The compression is at its most severe at the tail end of the organism, beyond a croquet lawn and a delightfully picturesque mill house by J.J.Stevenson. The site curves and tapers between the tranquil punt pool of the Cam and the noisiest point in the street, where the tourist buses take up and set down their loads of chattering visitors. Here, the college wanted a study centre -- a combination of library and a place in which students could work in an atmosphere rather more informal than that of a rigorously controlled academic book store.
Dixon and Jones won the limited competition for the project by creating a building that is more or less imperforate to the road while opening south to the river and pool. The upper level on this side consists of four open bays of study area over closed computer rooms on the ground level. The open volume is full of air and sunshine. Deep into the space, dappled light is reflected off the water from the white ceiling to blend with cooler luminance from a sealed clerestory over the tall curved bookstack that lines the wall against the street.
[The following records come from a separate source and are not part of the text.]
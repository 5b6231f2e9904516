use beacon_core::{ClientId, LobbyCode, RelayMessage, SignalEnvelope, SignalKind};
use beacon_server::Connection;

use crate::integration::{create_test_router, host_lobby, init_tracing, join_lobby};

#[test]
fn test_client_close_notifies_host() {
    init_tracing();

    let (router, registry) = create_test_router();
    let code = LobbyCode::from("ABCD");

    let host = host_lobby(&router, "ABCD");
    let u1 = join_lobby(&router, "ABCD", "u1");
    let u2 = join_lobby(&router, "ABCD", "u2");

    router.handle_close(u1.id());

    assert_eq!(
        host.last_message(),
        Some(RelayMessage::ClientDisconnected {
            client_id: ClientId::from("u1"),
        })
    );

    let lobby = registry.get(&code).expect("Lobby must survive a client leaving");
    assert_eq!(lobby.client_count(), 1);
    assert!(registry.client(&code, &ClientId::from("u1")).is_err());

    // u2 is unaffected
    let remaining = registry.client(&code, &ClientId::from("u2")).unwrap();
    assert_eq!(remaining.id(), u2.id());
    assert_eq!(u2.message_count(), 0);
}

#[test]
fn test_connection_cannot_join_second_lobby() {
    init_tracing();

    let (router, registry) = create_test_router();

    let host_a = host_lobby(&router, "A");
    let host_b = host_lobby(&router, "B");

    let roaming = join_lobby(&router, "A", "r1");
    router.handle_envelope(
        &roaming.handle(),
        SignalEnvelope::new(SignalKind::RegisterClient, "B").with_client_id("r2"),
    );

    assert_eq!(
        roaming.last_message(),
        Some(RelayMessage::error("Connection already joined lobby A"))
    );
    assert_eq!(registry.get(&LobbyCode::from("B")).unwrap().client_count(), 0);
    assert_eq!(host_b.message_count(), 0);

    router.handle_close(roaming.id());

    assert!(registry.snapshot().values().all(|count| *count == 0));
    assert_eq!(
        host_a.last_message(),
        Some(RelayMessage::ClientDisconnected {
            client_id: ClientId::from("r1"),
        })
    );
    assert_eq!(host_b.message_count(), 0);
}
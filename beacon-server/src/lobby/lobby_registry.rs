use crate::lobby::{Departure, Lobby};
use crate::transport::ConnectionRef;
use beacon_core::{ClientId, ConnectionId, LobbyCode, RelayError, RelayMessage};
use std::collections::hash_map::Entry;
use std::collections::{BTreeMap, HashMap};
use std::sync::{Mutex, MutexGuard, PoisonError};
use tracing::{debug, info};

/// Process-wide directory of lobbies.
///
/// All reads and writes go through one lock. Notifications are sent only after
/// the lock is released.
#[derive(Default)]
pub struct LobbyRegistry {
    lobbies: Mutex<HashMap<LobbyCode, Lobby>>,
}

impl LobbyRegistry {
    pub fn new() -> Self {
        Self::default()
    }

    fn lock(&self) -> MutexGuard<'_, HashMap<LobbyCode, Lobby>> {
        self.lobbies.lock().unwrap_or_else(PoisonError::into_inner)
    }

    pub fn create(&self, code: LobbyCode, host: ConnectionRef) -> Result<Lobby, RelayError> {
        let mut lobbies = self.lock();

        match lobbies.entry(code) {
            Entry::Occupied(entry) => Err(RelayError::AlreadyExists(entry.key().clone())),
            Entry::Vacant(entry) => {
                let lobby = Lobby::new(entry.key().clone(), host);
                info!("Lobby created with code {}", lobby.code());
                Ok(entry.insert(lobby).clone())
            }
        }
    }

    pub fn get(&self, code: &LobbyCode) -> Result<Lobby, RelayError> {
        self.lock()
            .get(code)
            .cloned()
            .ok_or_else(|| RelayError::NotFound(code.clone()))
    }

    pub fn contains(&self, code: &LobbyCode) -> bool {
        self.lock().contains_key(code)
    }

    pub fn host(&self, code: &LobbyCode) -> Result<ConnectionRef, RelayError> {
        self.lock()
            .get(code)
            .map(|lobby| lobby.host().clone())
            .ok_or_else(|| RelayError::NotFound(code.clone()))
    }

    pub fn client(&self, code: &LobbyCode, client_id: &ClientId) -> Result<ConnectionRef, RelayError> {
        let lobbies = self.lock();
        let lobby = lobbies
            .get(code)
            .ok_or_else(|| RelayError::NotFound(code.clone()))?;

        lobby
            .client(client_id)
            .cloned()
            .ok_or_else(|| RelayError::UnknownClient {
                lobby_code: code.clone(),
                client_id: client_id.clone(),
            })
    }

    /// Inserts `connection` under `client_id` and hands back the host it joined.
    ///
    /// A connection may be a client of one lobby at a time.
    pub fn add_client(
        &self,
        code: &LobbyCode,
        client_id: ClientId,
        connection: ConnectionRef,
    ) -> Result<ConnectionRef, RelayError> {
        let mut lobbies = self.lock();

        if !lobbies.contains_key(code) {
            return Err(RelayError::NotFound(code.clone()));
        }
        if let Some(joined) = lobbies
            .values()
            .find(|lobby| lobby.has_client_connection(connection.id()))
        {
            return Err(RelayError::AlreadyJoined {
                joined: joined.code().clone(),
            });
        }

        let Some(lobby) = lobbies.get_mut(code) else {
            return Err(RelayError::NotFound(code.clone()));
        };
        if lobby.client(&client_id).is_some() {
            return Err(RelayError::DuplicateClient {
                lobby_code: code.clone(),
                client_id,
            });
        }

        info!("Client {} connected to lobby {}", client_id, code);
        lobby.insert_client(client_id, connection);
        Ok(lobby.host().clone())
    }

    /// Drops one client and tells the host. Does nothing if either is already gone.
    pub fn remove_client(&self, code: &LobbyCode, client_id: &ClientId) {
        let host = {
            let mut lobbies = self.lock();
            let Some(lobby) = lobbies.get_mut(code) else {
                return;
            };
            if lobby.remove_client(client_id).is_none() {
                return;
            }
            lobby.host().clone()
        };

        info!("Client {} disconnected from lobby {}", client_id, code);
        host.send(&RelayMessage::ClientDisconnected {
            client_id: client_id.clone(),
        });
    }

    /// Deletes the lobby and tells every client that the host is gone.
    /// Client connections stay open; closing them is up to the transport.
    pub fn remove_host(&self, code: &LobbyCode) {
        let Some(lobby) = self.lock().remove(code) else {
            return;
        };

        info!(
            "Host of lobby {} disconnected, releasing {} client(s)",
            code,
            lobby.client_count()
        );

        let notice = RelayMessage::host_disconnected();
        for (_, client) in lobby.clients() {
            client.send(&notice);
        }
    }

    /// Every registry entry that refers to `connection`.
    pub fn departures(&self, connection: ConnectionId) -> Vec<Departure> {
        let lobbies = self.lock();
        let mut departures = Vec::new();

        for (code, lobby) in lobbies.iter() {
            if lobby.is_hosted_by(connection) {
                departures.push(Departure::Host(code.clone()));
            }
            for client_id in lobby.client_ids_of(connection) {
                departures.push(Departure::Client(code.clone(), client_id));
            }
        }

        departures
    }

    /// Hosts and clients of every lobby, cloned out of the lock.
    pub fn connections(&self) -> Vec<ConnectionRef> {
        let lobbies = self.lock();

        lobbies
            .values()
            .flat_map(|lobby| {
                std::iter::once(lobby.host().clone())
                    .chain(lobby.clients().map(|(_, conn)| conn.clone()))
            })
            .collect()
    }

    pub fn snapshot(&self) -> BTreeMap<LobbyCode, usize> {
        self.lock()
            .iter()
            .map(|(code, lobby)| (code.clone(), lobby.client_count()))
            .collect()
    }

    pub fn reset(&self) {
        let mut lobbies = self.lock();
        debug!("Dropping {} lobbies", lobbies.len());
        lobbies.clear();
        info!("Lobby registry reset");
    }

    pub fn len(&self) -> usize {
        self.lock().len()
    }

    pub fn is_empty(&self) -> bool {
        self.lock().is_empty()
    }
}
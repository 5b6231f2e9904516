mod signal_router;
mod ws_handler;

pub use signal_router::*;
pub use ws_handler::*;
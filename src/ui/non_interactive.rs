//! Non-interactive UI for piped and CI output.
//!
//! Data rows go to stdout unconditionally so `current stacks | grep` works
//! in any mode; status decoration is gated on the output mode and errors
//! always land on stderr.

use super::theme::CurrentTheme;
use super::{OutputMode, SpinnerHandle, UserInterface};

/// UI implementation for non-interactive mode.
pub struct NonInteractiveUI {
    mode: OutputMode,
}

impl NonInteractiveUI {
    /// Create a new non-interactive UI.
    pub fn new(mode: OutputMode) -> Self {
        Self { mode }
    }
}

impl UserInterface for NonInteractiveUI {
    fn output_mode(&self) -> OutputMode {
        self.mode
    }

    fn set_output_mode(&mut self, mode: OutputMode) {
        self.mode = mode;
    }

    fn message(&mut self, msg: &str) {
        println!("{}", msg);
    }

    fn success(&mut self, msg: &str) {
        if self.mode.shows_status() {
            println!("✓ {}", msg);
        }
    }

    fn warning(&mut self, msg: &str) {
        if self.mode.shows_status() {
            eprintln!("⚠ {}", msg);
        }
    }

    fn error(&mut self, msg: &str) {
        eprintln!("✗ {}", msg);
    }

    fn start_spinner(&mut self, message: &str) -> Box<dyn SpinnerHandle> {
        if self.mode.shows_spinners() {
            println!("  {}", message);
        }
        Box::new(NoopSpinner)
    }

    fn show_header(&mut self, title: &str) {
        if self.mode.shows_status() {
            println!("\n{}\n", title);
        }
    }

    fn show_hint(&mut self, hint: &str) {
        if self.mode.shows_status() {
            println!("  💡 {}", hint);
        }
    }

    fn is_interactive(&self) -> bool {
        false
    }
}

/// Spinner that does nothing while spinning (for non-interactive mode).
struct NoopSpinner;

impl SpinnerHandle for NoopSpinner {
    fn set_message(&mut self, _msg: &str) {}

    fn finish_success(&mut self, msg: &str) {
        let theme = CurrentTheme::new();
        println!("{}", theme.format_success(msg));
    }

    fn finish_error(&mut self, msg: &str) {
        let theme = CurrentTheme::new();
        println!("{}", theme.format_error(msg));
    }

    fn finish_and_clear(&mut self) {}
}
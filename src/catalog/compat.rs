//! Built-in compatibility recommendations.
//!
//! The API's detail payload may carry a compatibility map; when it does not,
//! the matrix falls back to this curated per-stack table. Rules are keyed by
//! (category, stack name) in one place so adding a stack means adding a row,
//! not another branch in the view.

use crate::api::types::StackCategory;

/// Compatibility verdict for one peer entry.
#[derive(Debug, Clone, Copy, PartialEq, Eq)]
pub enum CompatStatus {
    Compatible,
    Incompatible,
    Warning,
    Unknown,
}

impl CompatStatus {
    pub fn label(&self) -> &'static str {
        match self {
            Self::Compatible => "compatible",
            Self::Incompatible => "incompatible",
            Self::Warning => "warning",
            Self::Unknown => "unknown",
        }
    }
}

/// One recommended-peer row in the matrix.
#[derive(Debug, Clone, Copy)]
pub struct CompatEntry {
    pub name: &'static str,
    pub versions: &'static [&'static str],
    pub status: CompatStatus,
    pub note: Option<&'static str>,
}

const fn entry(
    name: &'static str,
    versions: &'static [&'static str],
    status: CompatStatus,
) -> CompatEntry {
    CompatEntry {
        name,
        versions,
        status,
        note: None,
    }
}

const REACT_PEERS: &[CompatEntry] = &[
    entry("TypeScript", &["4.9+", "5.0+"], CompatStatus::Compatible),
    entry("Next.js", &["13.0+", "14.0+"], CompatStatus::Compatible),
    entry("Tailwind CSS", &["3.0+"], CompatStatus::Compatible),
    entry("Vite", &["4.0+", "5.0+"], CompatStatus::Compatible),
    entry("Webpack", &["5.0+"], CompatStatus::Compatible),
    entry("ESLint", &["8.0+"], CompatStatus::Compatible),
    entry("Jest", &["29.0+"], CompatStatus::Compatible),
    entry("React Router", &["6.0+"], CompatStatus::Compatible),
    CompatEntry {
        name: "Material-UI",
        versions: &["5.0+"],
        status: CompatStatus::Warning,
        note: Some("Some breaking changes"),
    },
    entry("Styled Components", &["5.0+", "6.0+"], CompatStatus::Compatible),
];

const VUE_PEERS: &[CompatEntry] = &[
    entry("TypeScript", &["4.9+", "5.0+"], CompatStatus::Compatible),
    entry("Nuxt.js", &["3.0+"], CompatStatus::Compatible),
    entry("Vite", &["4.0+", "5.0+"], CompatStatus::Compatible),
    entry("Vue Router", &["4.0+"], CompatStatus::Compatible),
    entry("Pinia", &["2.0+"], CompatStatus::Compatible),
    entry("Vuetify", &["3.0+"], CompatStatus::Compatible),
    entry("Tailwind CSS", &["3.0+"], CompatStatus::Compatible),
];

const ANGULAR_PEERS: &[CompatEntry] = &[
    entry("TypeScript", &["4.9+", "5.0+"], CompatStatus::Compatible),
    entry("RxJS", &["7.0+"], CompatStatus::Compatible),
    entry("Angular Material", &["17.0+"], CompatStatus::Compatible),
    entry("NgRx", &["17.0+"], CompatStatus::Compatible),
    entry("Jasmine", &["4.0+"], CompatStatus::Compatible),
    CompatEntry {
        name: "Karma",
        versions: &["6.0+"],
        status: CompatStatus::Warning,
        note: Some("Consider migrating to Jest"),
    },
];

const EXPRESS_PEERS: &[CompatEntry] = &[
    entry("Node.js", &["16+", "18+", "20+"], CompatStatus::Compatible),
    entry("TypeScript", &["4.9+", "5.0+"], CompatStatus::Compatible),
    entry("MongoDB", &["5.0+", "6.0+"], CompatStatus::Compatible),
    entry("PostgreSQL", &["13+", "14+", "15+"], CompatStatus::Compatible),
    entry("Redis", &["6.0+", "7.0+"], CompatStatus::Compatible),
    entry("Jest", &["29.0+"], CompatStatus::Compatible),
    entry("Passport.js", &["0.6+"], CompatStatus::Compatible),
];

const FASTAPI_PEERS: &[CompatEntry] = &[
    entry("Python", &["3.8+", "3.9+", "3.10+", "3.11+"], CompatStatus::Compatible),
    entry("Pydantic", &["2.0+"], CompatStatus::Compatible),
    entry("SQLAlchemy", &["1.4+", "2.0+"], CompatStatus::Compatible),
    entry("PostgreSQL", &["13+", "14+", "15+"], CompatStatus::Compatible),
    entry("Redis", &["6.0+", "7.0+"], CompatStatus::Compatible),
    entry("Pytest", &["7.0+"], CompatStatus::Compatible),
];

const TAILWIND_PEERS: &[CompatEntry] = &[
    entry("React", &["17+", "18+"], CompatStatus::Compatible),
    entry("Vue", &["3.0+"], CompatStatus::Compatible),
    entry("Angular", &["15+", "16+", "17+"], CompatStatus::Compatible),
    entry("Next.js", &["13+", "14+"], CompatStatus::Compatible),
    entry("Nuxt.js", &["3.0+"], CompatStatus::Compatible),
    entry("Vite", &["4.0+", "5.0+"], CompatStatus::Compatible),
    entry("PostCSS", &["8.0+"], CompatStatus::Compatible),
    entry("Autoprefixer", &["10.0+"], CompatStatus::Compatible),
];

const POSTGRESQL_PEERS: &[CompatEntry] = &[
    entry("Node.js", &["16+", "18+", "20+"], CompatStatus::Compatible),
    entry("Python", &["3.8+", "3.9+", "3.10+", "3.11+"], CompatStatus::Compatible),
    entry("Prisma", &["4.0+", "5.0+"], CompatStatus::Compatible),
    entry("SQLAlchemy", &["1.4+", "2.0+"], CompatStatus::Compatible),
    entry("TypeORM", &["0.3+"], CompatStatus::Compatible),
    entry("Sequelize", &["6.0+"], CompatStatus::Compatible),
];

/// Fallback rows for categories without curated rules.
const GENERIC_PEERS: &[CompatEntry] = &[
    entry("Node.js", &["16+", "18+", "20+"], CompatStatus::Compatible),
    entry("TypeScript", &["4.9+", "5.0+"], CompatStatus::Compatible),
    entry("ESLint", &["8.0+"], CompatStatus::Compatible),
    entry("Prettier", &["2.0+", "3.0+"], CompatStatus::Compatible),
];

/// Look up the curated recommendations for a stack.
///
/// Categories with curated coverage (frontend, backend, styling, database)
/// return an empty slice for stacks missing from the table; every other
/// category gets the generic toolchain rows.
pub fn recommendations(name: &str, category: StackCategory) -> &'static [CompatEntry] {
    use StackCategory::{Backend, Database, Frontend, Styling};

    let key = name.to_lowercase();
    match (category, key.as_str()) {
        (Frontend, "react") => REACT_PEERS,
        (Frontend, "vue") => VUE_PEERS,
        (Frontend, "angular") => ANGULAR_PEERS,
        (Backend, "express") => EXPRESS_PEERS,
        (Backend, "fastapi") => FASTAPI_PEERS,
        (Styling, "tailwind css") => TAILWIND_PEERS,
        (Database, "postgresql") => POSTGRESQL_PEERS,
        (Frontend | Backend | Styling | Database, _) => &[],
        _ => GENERIC_PEERS,
    }
}
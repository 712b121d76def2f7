//! Unified icon vocabulary for consistent CLI output.
//!
//! All glyphs used across commands live here: trend arrows, compatibility
//! status marks, and trending rank badges. Keeping them in one place means
//! a direction or status renders identically in every view.

use crate::catalog::compat::CompatStatus;
use crate::trend::TrendDirection;

use super::theme::CurrentTheme;

/// Arrow glyph for a trend direction.
pub fn trend_icon(direction: TrendDirection) -> &'static str {
    match direction {
        TrendDirection::Up => "↑",
        TrendDirection::Down => "↓",
        TrendDirection::Stable => "→",
    }
}

/// Styled arrow + label for a trend direction.
pub fn trend_styled(direction: TrendDirection, theme: &CurrentTheme) -> String {
    let text = format!("{} {}", trend_icon(direction), direction.label());
    let style = match direction {
        TrendDirection::Up => &theme.success,
        TrendDirection::Down => &theme.error,
        TrendDirection::Stable => &theme.dim,
    };
    format!("{}", style.apply_to(text))
}

/// Mark glyph for a compatibility status.
pub fn compat_icon(status: CompatStatus) -> &'static str {
    match status {
        CompatStatus::Compatible => "✓",
        CompatStatus::Incompatible => "✗",
        CompatStatus::Warning => "⚠",
        CompatStatus::Unknown => "○",
    }
}

/// Styled mark for a compatibility status.
pub fn compat_styled(status: CompatStatus, theme: &CurrentTheme) -> String {
    let icon = compat_icon(status);
    let style = match status {
        CompatStatus::Compatible => &theme.success,
        CompatStatus::Incompatible => &theme.error,
        CompatStatus::Warning => &theme.warning,
        CompatStatus::Unknown => &theme.dim,
    };
    format!("{}", style.apply_to(icon))
}

/// Styled rank badge for trending positions.
///
/// The podium gets medal colors (gold, silver, bronze); everything below
/// renders as an accent-colored number, like the rank bubbles on the
/// trending page.
pub fn rank_styled(rank: usize, theme: &CurrentTheme) -> String {
    let badge = format!("#{}", rank);
    let style = match rank {
        1 => console::Style::new().yellow().bold(),
        2 => console::Style::new().white().bold(),
        3 => console::Style::new().color256(208).bold(),
        _ => theme.info.clone(),
    };
    format!("{}", style.apply_to(badge))
}
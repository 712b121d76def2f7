//! Visual theme and styling.

use console::Style;

use crate::api::types::StackCategory;

/// Current's visual theme.
#[derive(Debug, Clone)]
pub struct CurrentTheme {
    /// Style for success messages (green).
    pub success: Style,
    /// Style for warning messages (orange).
    pub warning: Style,
    /// Style for error messages (red bold).
    pub error: Style,
    /// Style for informational/accent elements (cyan).
    pub info: Style,
    /// Style for dim/secondary text.
    pub dim: Style,
    /// Style for highlighted/important text (bold).
    pub highlight: Style,
    /// Style for headers (cyan bold).
    pub header: Style,
    /// Style for install commands shown in output (dim italic).
    pub command: Style,
    /// Style for box-drawing borders (dim).
    pub border: Style,
    /// Style for contextual hints (cyan dim).
    pub hint: Style,
    /// Style for key labels in key-value displays (bold).
    pub key: Style,
    /// Style for values in key-value displays (normal).
    pub value: Style,
}

impl Default for CurrentTheme {
    fn default() -> Self {
        Self::new()
    }
}

impl CurrentTheme {
    /// Create the default Current theme.
    pub fn new() -> Self {
        Self {
            success: Style::new().green(),
            warning: Style::new().color256(208),
            error: Style::new().red().bold(),
            info: Style::new().cyan(),
            dim: Style::new().dim(),
            highlight: Style::new().bold(),
            header: Style::new().bold().cyan(),
            command: Style::new().dim().italic(),
            border: Style::new().dim(),
            hint: Style::new().cyan().dim(),
            key: Style::new().bold(),
            value: Style::new(),
        }
    }

    /// Create a theme without colors (for non-TTY or --no-color).
    pub fn plain() -> Self {
        Self {
            success: Style::new(),
            warning: Style::new(),
            error: Style::new(),
            info: Style::new(),
            dim: Style::new(),
            highlight: Style::new(),
            header: Style::new(),
            command: Style::new(),
            border: Style::new(),
            hint: Style::new(),
            key: Style::new(),
            value: Style::new(),
        }
    }

    /// Format a success message (icon + text in green).
    pub fn format_success(&self, msg: &str) -> String {
        format!("{}", self.success.apply_to(format!("✓ {}", msg)))
    }

    /// Format a warning message (icon + text in orange).
    pub fn format_warning(&self, msg: &str) -> String {
        format!("{}", self.warning.apply_to(format!("⚠ {}", msg)))
    }

    /// Format an error message (icon + text in red bold).
    pub fn format_error(&self, msg: &str) -> String {
        format!("{}", self.error.apply_to(format!("✗ {}", msg)))
    }

    /// Format a header banner.
    pub fn format_header(&self, title: &str) -> String {
        format!(
            "{} {}",
            self.header.apply_to("🌊"),
            self.highlight.apply_to(title)
        )
    }

    /// Badge style for a category tag.
    ///
    /// Only the eight categories with a fixed palette get their own color;
    /// everything else renders dim, matching the gray fallback badge.
    pub fn category_style(&self, category: StackCategory) -> Style {
        match category {
            StackCategory::Frontend => Style::new().blue(),
            StackCategory::Backend => Style::new().green(),
            StackCategory::Database => Style::new().magenta(),
            StackCategory::Styling => Style::new().color256(205),
            StackCategory::Testing => Style::new().yellow(),
            StackCategory::BuildTools => Style::new().color256(208),
            StackCategory::DataScience => Style::new().color256(63),
            StackCategory::Runtime => Style::new().red(),
            _ => Style::new().dim(),
        }
    }

    /// Format a category badge: colored label text.
    pub fn format_category(&self, category: StackCategory) -> String {
        format!("{}", self.category_style(category).apply_to(category.label()))
    }
}

/// Check if colors should be enabled.
pub fn should_use_colors() -> bool {
    // Check NO_COLOR env var (https://no-color.org/)
    if std::env::var("NO_COLOR").is_ok() {
        return false;
    }

    // Check if stdout is a TTY
    console::Term::stdout().is_term()
}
When you enter the study centre from an intricate passageway that leads from the college's croquet lawn through the old mill, the immediate impression is of space, light -- and the strong but delicate yellows and browns of new oak. The architects won the competition with a proposal for a softwood structure, but the slump in the UK economy made oak cheaper than before, and it became possible to use oak structurally and as veneers for furniture.
The basic structure is massive, and made of members that have been only partly dried. There is a row of paired columns which support a spine beam from which rafters fan out gently to bear on the clerestory over the street wall, creating a subtly sensuous curved ceiling admirably adapted for reflecting the dappled river light. The structural members were cut and dried specially for the building, but they retain high and variable moisture contents, so that a good deal of movement is to be expected. Roger Hyde of Ove Arup & Partners evolved calculations suitable for dealing with this ancient material in a modern structure, and with the architects evolved a system of stainless steel fixings which will be tightened as the members dry out over the years. To complement the movement of the oak, the brickwork, on to which the building bears at its edges, is in lime mortar, to allow shifting of the internal structure (It also obviates vertical movement joints).
The big oak columns are riven with shakes and cracks. Against this almost medieval carpentry, the paler veneered oak of the built-in furniture makes a joiner-like counterpoint. The distinction is very clear. Where you sit down, everything is gentle, blonde and smooth, but where the structure emerges, it is tough and ruddy. The play between the sensations gives the place much of its character.
Just as the structure is a sophisticated reinterpretation of ancient technique, the ventilation system ingeniously draws on age-old devices with insights from contemporary technology. All the desk level windows on the south side can be opened by the person sitting nearest to them. If, even so, the space becomes too hot, a layer of clerestory windowsis automatically opened on the south side (the north clerestories are permanently sealed against noise). At the same time, the oak Iouvres in the little tower at the east end of the building are raised, allowing a draft of air to be carried up through the volume to the tower; a combination of electronic controls prevents the Iouvres and windows being opened automatically when the weather is too wet or windy.
On the street side, the new work is reticent and understated: the gentle curve of immaculate buff Cambridge brick is topped by the oak and glass clerestory that supports a roof covered in real slates. It is almost like a garden wall which modestly sweeps the eye towards the main body of the college and the old buildings. Only the little ventilation tower, almost horticultural with its funny, Heath Robinsonish oak flaps opening and shutting apparently at random, signals the importance of the building.